Rand no apartaba los ojos de la maraña de hojas de la piedra. Sabía que había una distinta de las demás, la hoja de trébol del legendario Avendesora, el Árbol de la Vida. Posó la mano en ella.
—Apuesto a que olerías su rastro por los Atajos. Podemos seguirlos a donde quiera que vayan. —No pasaría nada por probarse a sí mismo que era capaz de entrar en un Atajo—. Te lo demostraré.
Oyó gruñir a Hurin. La hoja estaba esculpida en la piedra al igual que las otras, pero se desprendió al tirar de ella. Loial también emitió un gruñido.
En un instante la ilusión de tener plantas vivas ante sus ojos pareció súbitamente real. Daba la impresión de que las hojas de piedra se agitaban con la brisa y que las flores tenían color incluso en la penumbra.
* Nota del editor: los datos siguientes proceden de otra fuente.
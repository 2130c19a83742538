//! Text presentation layer: an interactive or scripted shell over the ledger.

pub mod commands;
pub mod core;
pub mod help;
pub mod output;
pub mod registry;
mod shell;
pub mod ui;

pub use self::core::{CliError, CliMode, CommandError, ShellContext};
pub use shell::run_cli;
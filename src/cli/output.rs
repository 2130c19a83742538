use colored::Colorize;
use std::fmt;
use std::sync::{OnceLock, RwLock};

/// Message categories used by the CLI output helpers.
#[derive(Clone, Copy, Debug, PartialEq, Eq)]
pub enum MessageKind {
    Info,
    Success,
    Warning,
    Error,
    Hint,
    Section,
}

#[derive(Clone, Copy, Debug, Default)]
pub struct OutputPreferences {
    pub plain: bool,
}

static PREFERENCES: OnceLock<RwLock<OutputPreferences>> = OnceLock::new();

pub fn set_preferences(prefs: OutputPreferences) {
    let lock = PREFERENCES.get_or_init(|| RwLock::new(OutputPreferences::default()));
    if let Ok(mut guard) = lock.write() {
        *guard = prefs;
    }
    if prefs.plain {
        colored::control::set_override(false);
    } else {
        colored::control::unset_override();
    }
}

fn preferences() -> OutputPreferences {
    PREFERENCES
        .get_or_init(|| RwLock::new(OutputPreferences::default()))
        .read()
        .map(|guard| *guard)
        .unwrap_or_default()
}

fn label(kind: MessageKind) -> &'static str {
    match kind {
        MessageKind::Info | MessageKind::Section => "",
        MessageKind::Success => "[ok] ",
        MessageKind::Warning => "[!] ",
        MessageKind::Error => "[x] ",
        MessageKind::Hint => "hint: ",
    }
}

pub(crate) fn apply_style(kind: MessageKind, message: impl fmt::Display) -> String {
    let text = message.to_string();
    let formatted = match kind {
        MessageKind::Section => format!("=== {} ===", text.trim()),
        _ => format!("{}{}", label(kind), text),
    };

    if preferences().plain {
        return formatted;
    }

    match kind {
        MessageKind::Success => formatted.bright_green().to_string(),
        MessageKind::Warning => formatted.bright_yellow().to_string(),
        MessageKind::Error => formatted.bright_red().to_string(),
        MessageKind::Hint => formatted.bright_cyan().to_string(),
        MessageKind::Section => formatted.bold().to_string(),
        MessageKind::Info => formatted,
    }
}

pub fn print(kind: MessageKind, message: impl fmt::Display) {
    let formatted = apply_style(kind, message);
    match kind {
        MessageKind::Section => println!("\n{}", formatted),
        _ => println!("{}", formatted),
    }
}

pub fn info(message: impl fmt::Display) {
    print(MessageKind::Info, message);
}

pub fn success(message: impl fmt::Display) {
    print(MessageKind::Success, message);
}

pub fn warning(message: impl fmt::Display) {
    print(MessageKind::Warning, message);
}

pub fn error(message: impl fmt::Display) {
    print(MessageKind::Error, message);
}

pub fn hint(message: impl fmt::Display) {
    print(MessageKind::Hint, message);
}

pub fn section(title: impl fmt::Display) {
    print(MessageKind::Section, title);
}

#[cfg(test)]
mod tests {
    use super::*;

    #[test]
    fn plain_mode_keeps_labels_without_color() {
        set_preferences(OutputPreferences { plain: true });
        assert_eq!(apply_style(MessageKind::Error, "boom"), "[x] boom");
        assert_eq!(apply_style(MessageKind::Section, " Totals "), "=== Totals ===");
        assert_eq!(apply_style(MessageKind::Info, "plain"), "plain");
    }
}
//! Calendar month index without a year dimension.

use std::fmt;

use crate::errors::{LedgerError, LedgerResult};

pub const MONTHS_PER_YEAR: usize = 12;

/// Month index in `0..12`, January being `0`.
#[derive(Debug, Clone, Copy, PartialEq, Eq, PartialOrd, Ord, Hash)]
pub struct Month(u8);

impl Month {
    pub const JANUARY: Month = Month(0);
    pub const DECEMBER: Month = Month(11);

    pub fn new(index: i64) -> LedgerResult<Self> {
        if (0..MONTHS_PER_YEAR as i64).contains(&index) {
            Ok(Month(index as u8))
        } else {
            Err(LedgerError::invalid(format!(
                "month index {index} is outside 0..=11"
            )))
        }
    }

    pub fn index(self) -> usize {
        self.0 as usize
    }

    pub fn all() -> impl Iterator<Item = Month> {
        (0..MONTHS_PER_YEAR as u8).map(Month)
    }

    fn calendar(self) -> chrono::Month {
        // Index is range-checked on construction.
        chrono::Month::try_from(self.0 + 1).unwrap_or(chrono::Month::January)
    }

    /// Full English name, e.g. `January`.
    pub fn label(self) -> &'static str {
        self.calendar().name()
    }

    /// Three-letter axis label, e.g. `Jan`.
    pub fn short_label(self) -> &'static str {
        &self.label()[..3]
    }

    /// Parses a 1-based month number (`1`..`12`) or an English month name or
    /// its three-letter prefix.
    pub fn parse_label(token: &str) -> LedgerResult<Self> {
        let trimmed = token.trim();
        if let Ok(number) = trimmed.parse::<i64>() {
            return Month::new(number - 1);
        }
        let lower = trimmed.to_ascii_lowercase();
        if lower.len() >= 3 {
            let found = Month::all().find(|m| m.label().to_ascii_lowercase().starts_with(&lower));
            if let Some(month) = found {
                return Ok(month);
            }
        }
        Err(LedgerError::invalid(format!("unknown month `{token}`")))
    }
}

impl From<Month> for i64 {
    fn from(month: Month) -> Self {
        month.0 as i64
    }
}

impl fmt::Display for Month {
    fn fmt(&self, f: &mut fmt::Formatter<'_>) -> fmt::Result {
        f.write_str(self.label())
    }
}

#[cfg(test)]
mod tests {
    use super::*;

    #[test]
    fn rejects_out_of_range_indices() {
        assert!(Month::new(-1).is_err());
        assert!(Month::new(12).is_err());
        assert_eq!(Month::new(11).unwrap(), Month::DECEMBER);
    }

    #[test]
    fn labels_follow_calendar_order() {
        let labels: Vec<_> = Month::all().map(Month::short_label).collect();
        assert_eq!(labels.first(), Some(&"Jan"));
        assert_eq!(labels.last(), Some(&"Dec"));
        assert_eq!(Month::new(4).unwrap().label(), "May");
    }

    #[test]
    fn parses_numbers_and_names() {
        assert_eq!(Month::parse_label("1").unwrap(), Month::JANUARY);
        assert_eq!(Month::parse_label("sep").unwrap().index(), 8);
        assert_eq!(Month::parse_label("December").unwrap(), Month::DECEMBER);
        assert!(Month::parse_label("13").is_err());
        assert!(Month::parse_label("ju").is_err());
    }
}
En el centro de la masa apareció una línea, y las dos mitades de la losa oscilaron lentamente hacia Rand. Retrocedió para que se abrieran. No veía el otro lado del recinto rodeado de pared, pero tampoco percibía el opaco reflejo plateado que recordaba. El espacio entre las puertas que se abrían era tan negro que la noche parecía más clara por contraste. La extrema negrura rezumaba entre las hojas que aún oscilaban.
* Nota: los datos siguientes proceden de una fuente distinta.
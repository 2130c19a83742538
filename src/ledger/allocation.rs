//! Automatic savings and charity shares taken from income.

/// Share of every income entry moved to savings.
pub const SAVINGS_RATE: f64 = 0.10;
/// Share of every income entry moved to charity.
pub const CHARITY_RATE: f64 = 0.05;

#[derive(Debug, Clone, Copy, PartialEq)]
pub struct Allocation {
    pub savings: f64,
    pub charity: f64,
}

pub struct AllocationPolicy;

impl AllocationPolicy {
    pub fn derive_from_income(amount: f64) -> Allocation {
        Allocation {
            savings: amount * SAVINGS_RATE,
            charity: amount * CHARITY_RATE,
        }
    }
}

#[cfg(test)]
mod tests {
    use super::*;

    #[test]
    fn applies_fixed_rates() {
        let allocation = AllocationPolicy::derive_from_income(1000.0);
        assert_eq!(allocation.savings, 100.0);
        assert_eq!(allocation.charity, 50.0);
    }

    #[test]
    fn zero_income_allocates_nothing() {
        let allocation = AllocationPolicy::derive_from_income(0.0);
        assert_eq!(allocation, Allocation { savings: 0.0, charity: 0.0 });
    }
}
Rand dio un salto atrás con un grito, dejando caer en su premura la hoja de Avendesora.
—¡Machin Shin! —gritó Loial—. ¡El Viento Negro!
El sonido del viento martirizaba sus oídos; la hierba se inclinaba en oleadas hacia las paredes y el polvo se arremolinaba, absorbido por el aire. Y, en el viento, un millar de voces enajenadas parecían gritar, diez mil voces superpuestas que se ahogaban entre sí. Rand retuvo algo de ellas, a pesar de sus intentos por no escucharlas.
—… la sangre tan dulce, tan dulce de beber, la sangre que mana, mana, gotea tan roja; hermosos ojos, lindos ojos, yo no tengo ojos, arrancar los ojos de tu cabeza; machacar tus huesos, partirte los huesos en el interior de la carne, chuparte la médula mientras chillas; chillidos, chillidos, adorables chillidos, agradables como un canto…— Y, lo que era peor, una palabra constantemente susurrada entre las restantes—. Al’Thor. Al’Thor. Al’Thor.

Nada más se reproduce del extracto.